For 23 straight seasons, the Detroit Red Wings have reached at least the first round of the Stanley Cup Playoffs. During that span, the Wings have brought home 6 conference championships and 4 Stanley Cup championships, most of any team in the NHL. In that same span, the Tigers have also enjoyed considerable success, tallying 4 ALCS championships and two World Series appearances. In that same 23 year span, the Pistons have brought home two conference championships and 1 NBA championship. Of course, the Lions remain the only NFC team to never appear in a Super Bowl, but they have found recent success in the last few years, reaching the playoffs two of the past four seasons. All told, that adds up to 12 conference titles and 5 championship seasons.

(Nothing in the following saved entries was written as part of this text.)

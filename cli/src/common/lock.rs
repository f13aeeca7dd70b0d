//! # ddev Advisory Locks
//!
//! File: cli/src/common/lock.rs
//!
//! ## Overview
//!
//! Cooperative whole-file locks serializing concurrent ddev invocations.
//! Four lock scopes exist in the tool, all built on this module:
//!
//! - the per-project lock (`<root>/.config/.lock`) held for an entire
//!   lifecycle operation,
//! - the project-registry lock,
//! - the sync-daemon singleton lock,
//! - the SSH-agent singleton lock.
//!
//! Singleton locks are held only for the duration of the `ensure_*` call,
//! never across a whole user command. The guard releases on drop; the OS
//! releases it anyway if the process exits while holding it.
//!
use crate::core::error::Result;
use anyhow::Context;
use fs4::FileExt;
use std::fs::{self, File, OpenOptions};
use std::path::{Path, PathBuf};
use tracing::debug;

/// An acquired advisory lock. Released on drop.
#[derive(Debug)]
pub struct Lock {
    file: File,
    path: PathBuf,
}

impl Lock {
    /// Blocks until the lock file at `path` can be locked exclusively.
    /// Parent directories are created as needed.
    pub fn acquire(path: &Path) -> Result<Lock> {
        let file = open_lock_file(path)?;
        debug!("Acquiring advisory lock {}", path.display());
        file.lock_exclusive()
            .with_context(|| format!("Failed to lock {}", path.display()))?;
        Ok(Lock {
            file,
            path: path.to_path_buf(),
        })
    }

    /// Attempts the lock without blocking. `Ok(None)` means another
    /// invocation holds it.
    pub fn try_acquire(path: &Path) -> Result<Option<Lock>> {
        let file = open_lock_file(path)?;
        match file.try_lock_exclusive() {
            Ok(()) => Ok(Some(Lock {
                file,
                path: path.to_path_buf(),
            })),
            Err(e) if e.kind() == std::io::ErrorKind::WouldBlock => {
                debug!("Lock {} is held elsewhere", path.display());
                Ok(None)
            }
            Err(e) => {
                Err(anyhow::Error::new(e)
                    .context(format!("Failed to try-lock {}", path.display())))
            }
        }
    }
}

impl Drop for Lock {
    fn drop(&mut self) {
        if let Err(e) = fs4::FileExt::unlock(&self.file) {
            debug!("Failed to unlock {}: {}", self.path.display(), e);
        }
    }
}

fn open_lock_file(path: &Path) -> Result<File> {
    if let Some(parent) = path.parent() {
        fs::create_dir_all(parent)
            .with_context(|| format!("Failed to create {}", parent.display()))?;
    }
    OpenOptions::new()
        .create(true)
        .write(true)
        .open(path)
        .with_context(|| format!("Failed to open lock file {}", path.display()))
}

// --- Unit Tests ---
#[cfg(test)]
mod tests {
    use super::*;
    use tempfile::tempdir;

    #[test]
    fn test_acquire_and_release() {
        let dir = tempdir().unwrap();
        let path = dir.path().join("op.lock");
        {
            let _lock = Lock::acquire(&path).expect("first acquire");
            // A second handle in the same process: fs4 locks are per-file
            // handle, so try_acquire from a fresh handle must fail.
            assert!(Lock::try_acquire(&path).expect("try").is_none());
        }
        // Released on drop.
        assert!(Lock::try_acquire(&path).expect("try again").is_some());
    }

    #[test]
    fn test_creates_missing_parent_dirs() {
        let dir = tempdir().unwrap();
        let path = dir.path().join("nested/deeper/.lock");
        let lock = Lock::acquire(&path).expect("acquire");
        assert!(path.exists());
        drop(lock);
    }
}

During those same 23 years, Detroit experienced other highs and lows both economically and socially. The 90’s and 2000’s saw the creation of new casinos in the city, growth of the auto industry, improvements to the Riverfront and several Detroit hospitals. Super Bowl XL, two World Series, and an NCAA Final Four were all decided in the Motor City. During that same span, however, Detroit saw a mayoral scandal, an economic nose dive leading to bankruptcy (the largest metropolitan area ever to declare) and over 5,400+ murders. The population of the city fell by nearly 400,000, while the unemployment rate climbed to over 27% in 2009.
Detroit had every reason to crumble and fall to ruin, but throughout the hardships, Detroit’s fans stood by their teams. The Pistons led the NBA in average attendance 6 times between 2000-2010, while the Red Wings have been in the Top-5 in average attendance during that stretch every year but one. Even at the depth of the economic downturn in 2009, the Tigers welcomed over 2.5 million fans to Comerica Park. For a city where the median income is $26,000 – less than half the national average – fans continue to show up, game in and game out.
Despite the hardships, Detroit’s sports teams have, in a way, given hope to the downtrodden citizens of the Motor City. Fans can find shelter in the sacred grounds of a ball game, or feel unified as they cheer on their Lions clad in Honolulu blue and silver. Detroit once built itself into an international power, where jobs were plentiful and life was good. It helped the world get going, gave us Vernors, Madonna and 8 Mile. It’s been beaten down, but it’s always bounced right back, often on the shoulders of the athletes who call Detroit home.